National Post

Teen leaped after eating pot cookie

- By Lisa Rein

The Centers for Disease Control and Prevention is providing chilling new details about a 19-yearold college student who leaped four stories to his death at a Holiday Inn in Denver after eating a pot cookie.

The case is Exhibit A in a stern warning about the dangers of edible pot that calls for clearer labels, better education and dosage guidelines that advocate limited portion sizes.

“Although the decedent in this case was advised against eating multiple servings at one time,” researcher­s wrote of Levy Thamba, an exchange student from the Republic of Congo on spring break with his friends in Denver in March 2014, “he reportedly consumed all five of the remaining servings of the THC-infused cookie within 30-60 minutes after the first serving.” Thamba was “marijuana-naive, with no known history of alcohol abuse, illicit drug use, or mental illness,” the CDC said.

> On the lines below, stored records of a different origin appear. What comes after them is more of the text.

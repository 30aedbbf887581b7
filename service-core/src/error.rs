use axum::{
    Json,
    http::StatusCode,
    response::{IntoResponse, Response},
};
use serde::Serialize;
use thiserror::Error;

#[derive(Debug, Error)]
pub enum AppError {
    #[error("Validation failed: {0:?}")]
    Validation(Vec<String>),

    #[error("Bad request: {0}")]
    BadRequest(anyhow::Error),

    #[error("Not found: {0}")]
    NotFound(anyhow::Error),

    #[error("Unauthorized: {0}")]
    Unauthorized(anyhow::Error),

    #[error("Forbidden: {0}")]
    Forbidden(anyhow::Error),

    #[error("Conflict: {0}")]
    Conflict(anyhow::Error),

    #[error("Internal server error: {0}")]
    InternalError(#[from] anyhow::Error),

    #[error("Service Unavailable")]
    ServiceUnavailable,

    #[error("Database error: {0}")]
    DatabaseError(anyhow::Error),

    #[error("Configuration error: {0}")]
    ConfigError(anyhow::Error),
}

impl AppError {
    /// Single-message business-rule rejection.
    pub fn validation(message: impl Into<String>) -> Self {
        AppError::Validation(vec![message.into()])
    }

    pub fn is_conflict(&self) -> bool {
        matches!(self, AppError::Conflict(_))
    }
}

impl From<validator::ValidationErrors> for AppError {
    fn from(errors: validator::ValidationErrors) -> Self {
        let mut messages: Vec<String> = errors
            .field_errors()
            .into_iter()
            .flat_map(|(field, errs)| {
                errs.iter().map(move |e| match &e.message {
                    Some(msg) => format!("{}: {}", field, msg),
                    None => format!("{}: invalid value", field),
                })
            })
            .collect();
        // Nested (struct/list) violations are not field errors; fall back to
        // the rendered form so the caller still sees them.
        if messages.is_empty() {
            messages.push(errors.to_string());
        }
        AppError::Validation(messages)
    }
}

impl From<sqlx::Error> for AppError {
    fn from(err: sqlx::Error) -> Self {
        // Serialization failures and deadlocks are retry-safe conflicts.
        if let sqlx::Error::Database(ref db_err) = err {
            if matches!(db_err.code().as_deref(), Some("40001") | Some("40P01")) {
                return AppError::Conflict(anyhow::anyhow!("concurrent update detected"));
            }
        }
        AppError::DatabaseError(anyhow::Error::new(err))
    }
}

impl From<config::ConfigError> for AppError {
    fn from(err: config::ConfigError) -> Self {
        AppError::ConfigError(anyhow::Error::new(err))
    }
}

impl From<std::io::Error> for AppError {
    fn from(err: std::io::Error) -> Self {
        AppError::InternalError(anyhow::Error::new(err))
    }
}

impl IntoResponse for AppError {
    fn into_response(self) -> Response {
        #[derive(Serialize)]
        struct ErrorResponse {
            error: String,
            #[serde(skip_serializing_if = "Option::is_none")]
            messages: Option<Vec<String>>,
        }

        let (status, error_message, messages) = match self {
            AppError::Validation(msgs) => (
                StatusCode::UNPROCESSABLE_ENTITY,
                "Validation error".to_string(),
                Some(msgs),
            ),
            AppError::BadRequest(err) => (StatusCode::BAD_REQUEST, err.to_string(), None),
            AppError::NotFound(err) => (StatusCode::NOT_FOUND, err.to_string(), None),
            AppError::Unauthorized(err) => (StatusCode::UNAUTHORIZED, err.to_string(), None),
            AppError::Forbidden(err) => (StatusCode::FORBIDDEN, err.to_string(), None),
            AppError::Conflict(err) => (StatusCode::CONFLICT, err.to_string(), None),
            AppError::InternalError(err) => {
                tracing::error!(error = %err, "Internal error");
                (
                    StatusCode::INTERNAL_SERVER_ERROR,
                    "Internal server error".to_string(),
                    None,
                )
            }
            AppError::ServiceUnavailable => (
                StatusCode::SERVICE_UNAVAILABLE,
                "Service unavailable".to_string(),
                None,
            ),
            AppError::DatabaseError(err) => {
                // The cause stays in the server log; clients get a generic body.
                tracing::error!(error = %err, "Database error");
                (
                    StatusCode::INTERNAL_SERVER_ERROR,
                    "Internal server error".to_string(),
                    None,
                )
            }
            AppError::ConfigError(err) => {
                tracing::error!(error = %err, "Configuration error");
                (
                    StatusCode::INTERNAL_SERVER_ERROR,
                    "Internal server error".to_string(),
                    None,
                )
            }
        };

        (
            status,
            Json(ErrorResponse {
                error: error_message,
                messages,
            }),
        )
            .into_response()
    }
}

The warnings could further fuel the debate about legal marijuana use in the four states and the District of Columbia that now allow anyone over 21 to legally purchase the drug, including in sweet products, such as cookies, brownies and candy. Colorado, along with Washington, were the first states to legalize marijuana use.

Denver coroners listed “marijuana intoxicati­on” from cannabis-infused cookies as a significan­t condition contributi­ng to Thamba’s death, which was classified as an accident.

The CDC gives more detail: A police report indicated that at first he ate only a single piece of his cookie, as directed by the sales clerk.